How Endometriosis Affects Fertility

Endometriosis is a female reproductive disorder that occurs when tissue normally lining the inside of a woman’s uterus (endometrium) is found on the outside of the uterus. Endometriosis is a fairly common condition. About 5.5 million women in the U.S. have endometriosis – though they may not know it. Symptoms of endometriosis can often be confused with particularly painful PMS symptoms, such as:

  • Dysmenorrhea (intense, painful cramps during your period)

  • Heavy menstrual bleeding (abnormal uterine bleeding)

  • Dyspareunia (pain during intercourse)

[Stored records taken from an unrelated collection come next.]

//! `PostgreSQL` connection.
//!
//! Holds a single `tokio-postgres` client. The connection future that drives
//! the socket runs on its own tokio task; closing the store drops the client
//! and waits for that task to finish.

mod tls;

use super::sql::Statements;
use super::{Pattern, query_error};
use crate::config::{Backend, Options, Target};
use crate::{Error, Result};
use secrecy::ExposeSecret;
use tokio::io::{AsyncRead, AsyncWrite};
use tokio::task::JoinHandle;
use tokio_postgres::config::SslMode;
use tokio_postgres::{Client, NoTls};

/// `PostgreSQL` session for one record table.
pub struct PostgresConnection {
    client: Client,
    driver: JoinHandle<()>,
    sql: Statements,
    table: String,
}

impl PostgresConnection {
    /// Connects using the descriptor's host, port and credentials.
    pub async fn connect(target: &Target, options: &Options) -> Result<Self> {
        let (client, driver) = open_session(target, options).await?;

        tracing::debug!(
            host = %target.host,
            port = target.port,
            database = %options.database,
            tls = options.tls.enabled,
            verify_server = options.tls.verify_server(),
            "Connected to postgres"
        );

        Ok(Self {
            client,
            driver,
            sql: Statements::new(options, Backend::Postgres),
            table: options.table.clone(),
        })
    }

    pub async fn ensure_table(&self) -> Result<()> {
        self.client
            .batch_execute(&self.sql.ensure_table)
            .await
            .map_err(|e| Error::Schema {
                table: self.table.clone(),
                cause: e.to_string(),
            })
    }

    pub async fn keys(&self, pattern: Option<&Pattern>) -> Result<Vec<String>> {
        let sql = pattern.map_or_else(
            || self.sql.select_keys.clone(),
            |p| self.sql.select_keys_matching(p),
        );

        let rows = self
            .client
            .query(&sql, &[])
            .await
            .map_err(|e| query_error("keys", e))?;

        rows.iter()
            .map(|row| row.try_get::<_, String>(0))
            .collect::<std::result::Result<Vec<_>, _>>()
            .map_err(|e| query_error("keys", e))
    }

    pub async fn upsert(&self, key: &str, value: &str) -> Result<()> {
        self.client
            .execute(&self.sql.upsert, &[&key, &value])
            .await
            .map_err(|e| query_error("put", e))?;
        Ok(())
    }

    pub async fn select(&self, key: &str) -> Result<Option<String>> {
        let row = self
            .client
            .query_opt(&self.sql.select_value, &[&key])
            .await
            .map_err(|e| query_error("get", e))?;

        match row {
            Some(row) => row
                .try_get::<_, Option<String>>(0)
                .map_err(|e| query_error("get", e)),
            None => Ok(None),
        }
    }

    pub async fn delete(&self, key: &str) -> Result<()> {
        self.client
            .execute(&self.sql.delete, &[&key])
            .await
            .map_err(|e| query_error("del", e))?;
        Ok(())
    }

    pub async fn begin(&self) -> Result<()> {
        self.batch(self.sql.begin, "begin").await
    }

    pub async fn batch(&self, statement: &str, operation: &str) -> Result<()> {
        self.client
            .batch_execute(statement)
            .await
            .map_err(|e| query_error(operation, e))
    }

    pub async fn close(self) -> Result<()> {
        drop(self.client);
        self.driver.await.map_err(|e| Error::Connection {
            operation: "close_postgres".to_string(),
            cause: e.to_string(),
        })
    }
}

/// Opens a session and spawns its driver task.
///
/// TLS files are read and parsed before any socket is opened.
pub(crate) async fn open_session(
    target: &Target,
    options: &Options,
) -> Result<(Client, JoinHandle<()>)> {
    let connector = if options.tls.enabled {
        let material = options.tls.load().await?;
        Some(tls::connector(material)?)
    } else {
        None
    };

    let mut config = client_config(target, options);

    match connector {
        Some(connector) => {
            config.ssl_mode(SslMode::Require);
            let (client, connection) = config.connect(connector).await.map_err(connect_error)?;
            Ok((client, spawn_driver(connection)))
        },
        None => {
            let (client, connection) = config.connect(NoTls).await.map_err(connect_error)?;
            Ok((client, spawn_driver(connection)))
        },
    }
}

/// Builds the `tokio-postgres` configuration for a target.
fn client_config(target: &Target, options: &Options) -> tokio_postgres::Config {
    let mut config = tokio_postgres::Config::new();
    config
        .host(&target.host)
        .port(target.port)
        .dbname(&options.database)
        .application_name("kvlock");
    if let Some(user) = &target.user {
        config.user(user);
    }
    if let Some(password) = &target.password {
        config.password(password.expose_secret());
    }
    config
}

/// Drives a connection future until the client goes away.
fn spawn_driver<S, T>(connection: tokio_postgres::Connection<S, T>) -> JoinHandle<()>
where
    S: AsyncRead + AsyncWrite + Unpin + Send + 'static,
    T: AsyncRead + AsyncWrite + Unpin + Send + 'static,
{
    tokio::spawn(async move {
        if let Err(e) = connection.await {
            tracing::warn!(error = %e, "Postgres connection closed with error");
        }
    })
}

#[allow(clippy::needless_pass_by_value)]
fn connect_error(e: tokio_postgres::Error) -> Error {
    Error::Connection {
        operation: "connect_postgres".to_string(),
        cause: e.to_string(),
    }
}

    Since these symptoms are similar to PMS, many women are likely not to have visited their doctor to discuss any pain or abnormal bleeding because they feel that this is just a normal part of monthly menstruation. In fact, for about 30% of women with endometriosis, their only symptom is infertility – which of course is only discovered when attempts to conceive are unsuccessful.

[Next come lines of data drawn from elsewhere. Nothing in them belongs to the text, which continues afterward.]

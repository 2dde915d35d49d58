//! Log subscriber setup for the `kvlock` binary and embedding applications.
//!
//! The library only emits `tracing` events and `metrics` samples. Nothing is
//! printed until a subscriber is installed, either by the host application or
//! through [`init_logging`].

use crate::{Error, Result};
use std::fs::{File, OpenOptions};
use std::io::{self, Write};
use std::path::{Path, PathBuf};
use std::sync::{Arc, Mutex, OnceLock};
use tracing_subscriber::EnvFilter;
use tracing_subscriber::fmt::writer::BoxMakeWriter;
use tracing_subscriber::layer::SubscriberExt;
use tracing_subscriber::util::SubscriberInitExt;

/// Environment variable holding an `EnvFilter` directive.
pub const LOG_ENV: &str = "KVLOCK_LOG";

/// Environment variable naming a file to append logs to.
pub const LOG_FILE_ENV: &str = "KVLOCK_LOG_FILE";

const DEFAULT_DIRECTIVE: &str = "kvlock=info";
const VERBOSE_DIRECTIVE: &str = "kvlock=debug";

static LOGGING_INIT: OnceLock<()> = OnceLock::new();

/// Output format for log lines.
#[derive(Debug, Clone, Copy, Default, PartialEq, Eq)]
pub enum LogFormat {
    /// Human-readable multi-line output.
    #[default]
    Pretty,
    /// One JSON object per event.
    Json,
}

impl LogFormat {
    /// Parses a format name, case-insensitively.
    #[must_use]
    pub fn parse(value: &str) -> Option<Self> {
        match value.to_ascii_lowercase().as_str() {
            "pretty" | "text" => Some(Self::Pretty),
            "json" => Some(Self::Json),
            _ => None,
        }
    }
}

/// Logging configuration.
#[derive(Debug, Clone, Default)]
pub struct LoggingConfig {
    /// Output format.
    pub format: LogFormat,
    /// Raises the default level to `debug`.
    pub verbose: bool,
    /// Filter directive. Falls back to `KVLOCK_LOG`, then the default.
    pub directive: Option<String>,
    /// Append to this file instead of writing to stderr.
    pub file: Option<PathBuf>,
}

impl LoggingConfig {
    /// Builds a configuration from the environment.
    #[must_use]
    pub fn from_env(format: LogFormat, verbose: bool) -> Self {
        Self {
            format,
            verbose,
            directive: std::env::var(LOG_ENV).ok().filter(|v| !v.trim().is_empty()),
            file: std::env::var_os(LOG_FILE_ENV).map(PathBuf::from),
        }
    }

    /// Builds the filter. An explicit directive wins over `verbose`.
    ///
    /// # Errors
    ///
    /// Returns [`Error::Configuration`] if the directive cannot be parsed.
    pub fn filter(&self) -> Result<EnvFilter> {
        let directive = match (&self.directive, self.verbose) {
            (Some(directive), _) => directive.as_str(),
            (None, true) => VERBOSE_DIRECTIVE,
            (None, false) => DEFAULT_DIRECTIVE,
        };
        EnvFilter::try_new(directive)
            .map_err(|e| Error::Configuration(format!("invalid log filter '{directive}': {e}")))
    }
}

/// Installs the global log subscriber.
///
/// Logs go to stderr unless a file is configured, so stdout stays free for
/// command output.
///
/// # Errors
///
/// Returns an error if logging was already initialized, the filter is
/// invalid, or the log file cannot be opened.
pub fn init_logging(config: &LoggingConfig) -> Result<()> {
    if LOGGING_INIT.get().is_some() {
        return Err(init_error("logging already initialized"));
    }

    let filter = config.filter()?;
    let (writer, ansi) = match &config.file {
        Some(path) => (BoxMakeWriter::new(open_log_file(path)?), false),
        None => (BoxMakeWriter::new(io::stderr), true),
    };

    match config.format {
        LogFormat::Json => tracing_subscriber::registry()
            .with(
                tracing_subscriber::fmt::layer()
                    .json()
                    .with_writer(writer)
                    .with_current_span(true)
                    .with_target(true),
            )
            .with(filter)
            .try_init()
            .map_err(init_error)?,
        LogFormat::Pretty => tracing_subscriber::registry()
            .with(
                tracing_subscriber::fmt::layer()
                    .with_writer(writer)
                    .with_ansi(ansi)
                    .with_target(true),
            )
            .with(filter)
            .try_init()
            .map_err(init_error)?,
    }

    LOGGING_INIT
        .set(())
        .map_err(|()| init_error("failed to mark logging initialized"))
}

/// Thread-safe file writer for logging.
#[derive(Clone)]
struct LogFileWriter {
    file: Arc<Mutex<File>>,
}

impl Write for LogFileWriter {
    fn write(&mut self, buf: &[u8]) -> io::Result<usize> {
        let mut guard = self
            .file
            .lock()
            .map_err(|e| io::Error::other(e.to_string()))?;
        guard.write(buf)
    }

    fn flush(&mut self) -> io::Result<()> {
        let mut guard = self
            .file
            .lock()
            .map_err(|e| io::Error::other(e.to_string()))?;
        guard.flush()
    }
}

impl<'a> tracing_subscriber::fmt::MakeWriter<'a> for LogFileWriter {
    type Writer = Self;

    fn make_writer(&'a self) -> Self::Writer {
        self.clone()
    }
}

fn open_log_file(path: &Path) -> Result<LogFileWriter> {
    if let Some(parent) = path.parent().filter(|p| !p.as_os_str().is_empty()) {
        std::fs::create_dir_all(parent)
            .map_err(|e| init_error(format!("{}: {e}", parent.display())))?;
    }

    let file = OpenOptions::new()
        .create(true)
        .append(true)
        .open(path)
        .map_err(|e| init_error(format!("{}: {e}", path.display())))?;

    Ok(LogFileWriter {
        file: Arc::new(Mutex::new(file)),
    })
}

#[allow(clippy::needless_pass_by_value)]
fn init_error(cause: impl std::fmt::Display) -> Error {
    Error::Configuration(format!("logging: {cause}"))
}

#[cfg(test)]
mod tests {
    use super::*;

    #[test]
    fn test_log_format_parse() {
        assert_eq!(LogFormat::parse("JSON"), Some(LogFormat::Json));
        assert_eq!(LogFormat::parse("pretty"), Some(LogFormat::Pretty));
        assert_eq!(LogFormat::parse("xml"), None);
    }

    #[test]
    fn test_filter_defaults() {
        let quiet = LoggingConfig::default();
        assert_eq!(quiet.filter().unwrap().to_string(), DEFAULT_DIRECTIVE);

        let verbose = LoggingConfig {
            verbose: true,
            ..LoggingConfig::default()
        };
        assert_eq!(verbose.filter().unwrap().to_string(), VERBOSE_DIRECTIVE);
    }

    #[test]
    fn test_explicit_directive_wins() {
        let config = LoggingConfig {
            verbose: true,
            directive: Some("warn".to_string()),
            ..LoggingConfig::default()
        };
        assert_eq!(config.filter().unwrap().to_string(), "warn");
    }

    #[test]
    fn test_invalid_directive() {
        let config = LoggingConfig {
            directive: Some("kvlock=loud".to_string()),
            ..LoggingConfig::default()
        };
        assert!(matches!(config.filter(), Err(Error::Configuration(_))));
    }

    #[test]
    fn test_open_log_file_creates_parent() {
        let dir = tempfile::tempdir().unwrap();
        let path = dir.path().join("logs").join("kvlock.log");
        let mut writer = open_log_file(&path).unwrap();
        writer.write_all(b"line\n").unwrap();
        writer.flush().unwrap();
        assert_eq!(std::fs::read_to_string(&path).unwrap(), "line\n");
    }

    #[test]
    fn test_init_twice_fails() {
        let config = LoggingConfig {
            directive: Some("off".to_string()),
            ..LoggingConfig::default()
        };
        // Another test binary may already own the global subscriber.
        if init_logging(&config).is_ok() {
            assert!(init_logging(&config).is_err());
        }
    }
}
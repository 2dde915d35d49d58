//! # kvlock
//!
//! A key-value store kept in a single relational table, for processes that
//! coordinate through shared state.
//!
//! Values are stored as JSON text under bounded string keys. Short critical
//! sections are taken with [`KeyValStore::acquire`], which grabs a named lock
//! and opens a transaction on the store's connection; [`KeyValStore::release`]
//! commits and then unlocks, so everything written in between becomes visible
//! to other lock holders at once.
//!
//! ## Backends
//!
//! - `postgres://` / `postgresql://` (feature `postgres`, on by default), with
//!   optional TLS through rustls
//! - `sqlite://` for processes sharing a database file on one host
//!
//! ## Example
//!
//! ```rust,ignore
//! use kvlock::KeyValStore;
//!
//! let mut store = KeyValStore::new("postgres://app:secret@db:5432/coord?table=Shared")?;
//! store.open().await?;
//!
//! store.acquire().await?;
//! let seen: Option<u64> = store.get("counter").await?;
//! store.put("counter", &(seen.unwrap_or(0) + 1)).await?;
//! store.release().await?;
//!
//! store.close().await?;
//! ```

#![deny(clippy::all)]
#![warn(clippy::pedantic)]
#![warn(clippy::nursery)]
#![warn(missing_docs)]
#![forbid(unsafe_code)]
#![allow(clippy::multiple_crate_versions)]

use thiserror::Error as ThisError;

pub mod config;
pub mod lock;
pub mod observability;
pub mod storage;
mod store;

pub use config::{Backend, Options, Target, TlsOptions};
#[cfg(feature = "postgres")]
pub use lock::AdvisoryLocks;
pub use lock::{LOCK_NAME, LockGuard, NamedLock, ProcessLocks};
pub use storage::pattern::Pattern;
pub use store::{KeyValStore, MAX_KEY_LEN};

/// Error type for kvlock operations.
///
/// # Error Variant Triggers
///
/// | Variant | Raised When |
/// |---------|-------------|
/// | `Configuration` | Descriptor cannot be parsed, has no database, or names an unknown scheme |
/// | `AlreadyOpen` / `NotOpen` | Lifecycle methods called out of order |
/// | `NotAcquired` / `AlreadyLocked` | `release` without a lock, `acquire` twice |
/// | `Connection` | Connect or TLS material load fails |
/// | `Schema` | Table creation fails |
/// | `Query` | Any CRUD or transaction statement fails |
/// | `Serialization` | A value cannot be encoded to or decoded from JSON |
/// | `Lock` | The named lock primitive fails |
#[derive(Debug, ThisError)]
pub enum Error {
    /// The connection descriptor is unusable.
    #[error("configuration error: {0}")]
    Configuration(String),

    /// The descriptor needs a cargo feature that was not compiled in.
    #[error("feature not enabled: {0} (compile with --features {0})")]
    FeatureNotEnabled(String),

    /// `open` was called on a store that is already open.
    #[error("store is already open")]
    AlreadyOpen,

    /// An operation needing the connection was called on a closed store.
    #[error("store is not open")]
    NotOpen,

    /// `release` was called without a held lock.
    #[error("lock is not acquired")]
    NotAcquired,

    /// `acquire` was called while this store already holds the lock.
    #[error("lock is already held by this store")]
    AlreadyLocked,

    /// Establishing the connection failed.
    #[error("connection failed during '{operation}': {cause}")]
    Connection {
        /// The step that failed.
        operation: String,
        /// The underlying cause.
        cause: String,
    },

    /// Creating the backing table failed.
    #[error("could not ensure table '{table}': {cause}")]
    Schema {
        /// The table being created.
        table: String,
        /// The underlying cause.
        cause: String,
    },

    /// A statement failed.
    #[error("query '{operation}' failed: {cause}")]
    Query {
        /// The operation that failed.
        operation: String,
        /// The underlying cause.
        cause: String,
    },

    /// A value could not be encoded or decoded.
    #[error("serialization of '{key}' failed: {cause}")]
    Serialization {
        /// The key whose value was being converted.
        key: String,
        /// The underlying cause.
        cause: String,
    },

    /// The named lock primitive failed.
    #[error("lock '{operation}' failed: {cause}")]
    Lock {
        /// The lock step that failed.
        operation: String,
        /// The underlying cause.
        cause: String,
    },

    /// The key exceeds the column bound.
    #[error("invalid key: {0}")]
    InvalidKey(String),
}

/// Result type alias for kvlock operations.
pub type Result<T> = std::result::Result<T, Error>;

    Diagnosing endometriosis will involve a thorough review of the patient’s symptoms and menstrual history. A pelvic exam will be performed, as well as a laparoscopy, which will allow your doctor to view the abdominal cavity and ovaries. If tissue is found outside of the uterus instead of in the lining or if adhesions are present, then endometriosis will be confirmed.

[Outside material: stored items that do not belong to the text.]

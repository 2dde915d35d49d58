//! Statement text for the record table.
//!
//! Identifiers come from [`Options`] and are interpolated verbatim; values
//! are always bound as parameters. Key patterns are the one exception and are
//! embedded as quoted literals (see [`Pattern::sql_literal`]).

use super::Pattern;
use crate::MAX_KEY_LEN;
use crate::config::{Backend, Options};

/// Prepared statement text for one table on one backend.
#[derive(Debug, Clone)]
pub struct Statements {
    pub ensure_table: String,
    pub select_keys: String,
    pub upsert: String,
    pub select_value: String,
    pub delete: String,
    pub begin: &'static str,
    key_column: String,
    regex_operator: &'static str,
}

impl Statements {
    pub fn new(options: &Options, backend: Backend) -> Self {
        let Options {
            table,
            key_column: key,
            val_column: val,
            ..
        } = options;

        // SQLite takes the write lock at BEGIN IMMEDIATE, so writers in other
        // processes wait out the busy timeout instead of failing on upgrade.
        let (p1, p2, regex_operator, begin) = match backend {
            Backend::Postgres => ("$1", "$2", "~", "BEGIN"),
            Backend::Sqlite => ("?1", "?2", "REGEXP", "BEGIN IMMEDIATE"),
        };

        Self {
            ensure_table: format!(
                "CREATE TABLE IF NOT EXISTS {table} (
                    {key} VARCHAR({MAX_KEY_LEN}) NOT NULL PRIMARY KEY,
                    {val} TEXT
                )"
            ),
            select_keys: format!("SELECT {key} FROM {table}"),
            upsert: format!(
                "INSERT INTO {table} ({key}, {val}) VALUES ({p1}, {p2})
                 ON CONFLICT ({key}) DO UPDATE SET {val} = excluded.{val}"
            ),
            select_value: format!("SELECT {val} FROM {table} WHERE {key} = {p1}"),
            delete: format!("DELETE FROM {table} WHERE {key} = {p1}"),
            begin,
            key_column: key.clone(),
            regex_operator,
        }
    }

    /// Key listing restricted to keys matching `pattern`.
    pub fn select_keys_matching(&self, pattern: &Pattern) -> String {
        format!(
            "{} WHERE {} {} {}",
            self.select_keys,
            self.key_column,
            self.regex_operator,
            pattern.sql_literal()
        )
    }
}
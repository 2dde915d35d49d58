//! `kvlock` binary runs racing on one `SQLite` file.
//!
//! Each `incr` is a separate process, so only locks that reach across
//! processes keep the counter exact.

// Integration tests use expect/unwrap for simplicity - panics are acceptable in tests
#![allow(clippy::expect_used, clippy::unwrap_used)]

use std::process::{Command, Output};
use std::thread;
use tempfile::TempDir;

const WORKERS: usize = 8;
const INCREMENTS: usize = 10;

fn kvlock(url: &str, args: &[&str]) -> Output {
    Command::new(env!("CARGO_BIN_EXE_kvlock"))
        .arg("--url")
        .arg(url)
        .args(args)
        .env_remove("KVLOCK_URL")
        .output()
        .expect("binary runs")
}

fn assert_success(output: &Output) {
    assert!(
        output.status.success(),
        "kvlock failed: {}",
        String::from_utf8_lossy(&output.stderr)
    );
}

#[test]
fn test_incr_from_many_processes() {
    let dir = TempDir::new().unwrap();
    let url = format!("sqlite:///{}", dir.path().join("kv.db").display());

    assert_success(&kvlock(&url, &["put", "n", "0"]));

    let workers: Vec<_> = (0..WORKERS)
        .map(|_| {
            let url = url.clone();
            thread::spawn(move || {
                for _ in 0..INCREMENTS {
                    assert_success(&kvlock(&url, &["incr", "n"]));
                }
            })
        })
        .collect();
    for worker in workers {
        worker.join().unwrap();
    }

    let output = kvlock(&url, &["get", "n"]);
    assert_success(&output);
    let total: usize = String::from_utf8(output.stdout).unwrap().trim().parse().unwrap();
    assert_eq!(total, WORKERS * INCREMENTS);
}

#[test]
fn test_get_missing_prints_null() {
    let dir = TempDir::new().unwrap();
    let url = format!("sqlite:///{}", dir.path().join("kv.db").display());

    let output = kvlock(&url, &["get", "absent"]);
    assert_success(&output);
    assert_eq!(String::from_utf8(output.stdout).unwrap().trim(), "null");
}
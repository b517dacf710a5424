//! Deduplication and preview truncation for retrieved document snippets.

use serde::{Deserialize, Serialize};
use std::collections::HashSet;

/// Character bound for citation preview text.
pub const PREVIEW_MAX_CHARS: usize = 200;

/// Marker appended to a preview that was cut at the character bound.
const TRUNCATION_MARKER: &str = "...";

/// A raw snippet as returned by the document-search capability.
#[derive(Debug, Clone, Serialize, Deserialize)]
pub struct RetrievedSnippet {
    pub content: String,
    /// Source identifier, e.g. the uploaded filename.
    pub source: String,
    /// Index of the chunk within the source document.
    pub chunk: u32,
}

/// A deduplicated, truncated reference to a document fragment.
/// Uniqueness key is `(source, chunk)`.
#[derive(Debug, Clone, PartialEq, Serialize, Deserialize)]
pub struct SourceCitation {
    /// Snippet content truncated to [`PREVIEW_MAX_CHARS`].
    #[serde(rename = "content")]
    pub preview: String,
    pub source: String,
    pub chunk: u32,
}

fn truncate_preview(content: &str) -> String {
    let mut preview: String = content.chars().take(PREVIEW_MAX_CHARS).collect();
    if content.chars().count() > PREVIEW_MAX_CHARS {
        preview.push_str(TRUNCATION_MARKER);
    }
    preview
}

/// Turn an ordered snippet sequence into citations, keeping only the first
/// occurrence of each `(source, chunk)` key. Order is preserved.
pub fn dedup_snippets(snippets: &[RetrievedSnippet]) -> Vec<SourceCitation> {
    let mut seen: HashSet<(String, u32)> = HashSet::new();
    let mut citations = Vec::new();

    for snippet in snippets {
        let key = (snippet.source.clone(), snippet.chunk);
        if !seen.insert(key) {
            continue;
        }
        citations.push(SourceCitation {
            preview: truncate_preview(&snippet.content),
            source: snippet.source.clone(),
            chunk: snippet.chunk,
        });
    }

    citations
}

/// Dedup an already-built citation list by the same key. Idempotent; the
/// orchestrator re-applies this when merging citations at synthesis time.
pub fn dedup_citation_list(citations: Vec<SourceCitation>) -> Vec<SourceCitation> {
    let mut seen: HashSet<(String, u32)> = HashSet::new();
    citations
        .into_iter()
        .filter(|c| seen.insert((c.source.clone(), c.chunk)))
        .collect()
}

**How does endometriosis affect fertility?**

Aside from unpleasant symptoms, infertility is a potential side effect of endometriosis for up to 30-50% of those experiencing the condition. There are a few ways that endometriosis can affect fertility:

  • Scarring and adhesions from endometriosis tissue in a woman’s fallopian tubes can block sperm from meeting the egg.

  • Pelvic inflammation

  • Impaired chance of implantation of egg

  • Poorer/lowered egg quality

  • A distorted pelvic anatomy

How is endometriosis treated?

****Endometriosis treatment consists of two parts: (1) surgical removal of tissue and/or adhesions that are blocking the function of the fallopian tubes or (2) monitoring of hormone levels via medication that will lower/block the estrogen that endometriosis needs in order to grow (think: birth control). However, this is a general treatment approach, patients should note that each treatment plan may vary depending on the individual diagnosis and what your specialist believes is the best course of treatment for you.